+++ Records for processing
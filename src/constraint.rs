//! The seam between bodies and constraint/contact logic.
//!
//! Generators never touch a body directly. Each round they read the whole
//! body set and emit [`Correction`]s; the model then sums those into the
//! target bodies' accumulators in emission order, so a body receives every
//! contribution of a round before anything is applied, and the sum does not
//! depend on how many threads produced it.

use cgmath::{Matrix4, Vector3};

use crate::body::{Accumulator, Body, BodyVector};

/// Per-round inputs handed to every generator.
#[derive(Copy, Clone, Debug)]
pub struct SolveContext {
    pub step: u32,
    pub substep: u32,
    /// Jacobi round within the substep; `None` during the shock pass.
    pub iter: Option<u32>,
    pub hs: f32,
    pub gravity: Vector3<f32>,
    pub ground: Matrix4<f32>,
}

/// One contribution to one body's accumulator.
#[derive(Copy, Clone, Debug, PartialEq)]
pub struct Correction {
    pub body: usize,
    pub dx: BodyVector,
}

/// External constraint/contact logic.
pub trait ConstraintSolver: Send + Sync {
    fn name(&self) -> &str;

    /// Emits the corrections of one Jacobi round, computed from the bodies'
    /// current `x` only.
    fn solve_jacobi(&self, bodies: &[Body], ctx: &SolveContext, out: &mut Vec<Correction>);

    /// Emits the once-per-substep shock corrections. Nothing by default.
    fn solve_shock(&self, _bodies: &[Body], _ctx: &SolveContext, _out: &mut Vec<Correction>) {}
}

/// Sums `corrections` into the `target` accumulator of the bodies they name.
///
/// Corrections aimed at an index outside `bodies` are skipped.
pub fn accumulate(bodies: &mut [Body], corrections: &[Correction], target: Accumulator) {
    for c in corrections {
        match bodies.get_mut(c.body) {
            Some(body) => body.accumulate(target, &c.dx),
            None => log::warn!("dropping correction for missing body {}", c.body),
        }
    }
}
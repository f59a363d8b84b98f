use std::path::PathBuf;
use std::process::ExitCode;

use apbd_sim::{create_model_sample, Model, ModelConfig, ModelState, SimResult};
use clap::Parser;
use log::{debug, error, info};

/// Position-based rigid/affine body simulator
///
/// Runs a built-in sample or a JSON scenario and prints the final body poses.
#[derive(Parser, Debug)]
#[command(name = "apbd-sim")]
#[command(version, long_about = None)]
struct Cli {
    /// Built-in sample id (1, 2, 3 or 10)
    #[arg(value_name = "SAMPLE_ID", conflicts_with = "config")]
    sample: Option<u32>,

    /// Load the scene from a JSON scenario file instead
    #[arg(long, value_name = "PATH")]
    config: Option<PathBuf>,

    /// Stop after at most this many steps
    #[arg(long, value_name = "N")]
    steps: Option<u32>,
}

impl Cli {
    fn build(&self) -> SimResult<Model> {
        match &self.config {
            Some(path) => ModelConfig::load(path)?.build(),
            None => create_model_sample(self.sample.unwrap_or(10)),
        }
    }
}

fn run(cli: &Cli) -> SimResult<()> {
    let mut model = cli.build()?;
    let limit = cli.steps.unwrap_or(u32::MAX);

    while model.state() != ModelState::Finished && model.step_count() < limit {
        model.step()?;
        for (i, body) in model.bodies().iter().enumerate() {
            debug!(
                "t = {:.4} body {i}: p = {:?}",
                model.time(),
                Into::<[f32; 3]>::into(body.position())
            );
        }
    }
    info!("stopped after {} steps, t = {}", model.step_count(), model.time());

    println!("{:>4} {:>7} {:>10} {:>10} {:>10}", "body", "kind", "x", "y", "z");
    for (i, body) in model.bodies().iter().enumerate() {
        let p = body.position();
        println!(
            "{i:>4} {:>7} {:>10.4} {:>10.4} {:>10.4}",
            format!("{:?}", body.kind()),
            p.x,
            p.y,
            p.z
        );
    }
    Ok(())
}

fn main() -> ExitCode {
    env_logger::init();
    let cli = Cli::parse();

    match run(&cli) {
        Ok(()) => ExitCode::SUCCESS,
        Err(e) => {
            error!("{e}");
            ExitCode::FAILURE
        }
    }
}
++++++
Task goal:
If a line of the records above contains the word "every", count it; then give the total and nothing more.

Completed exercise:
2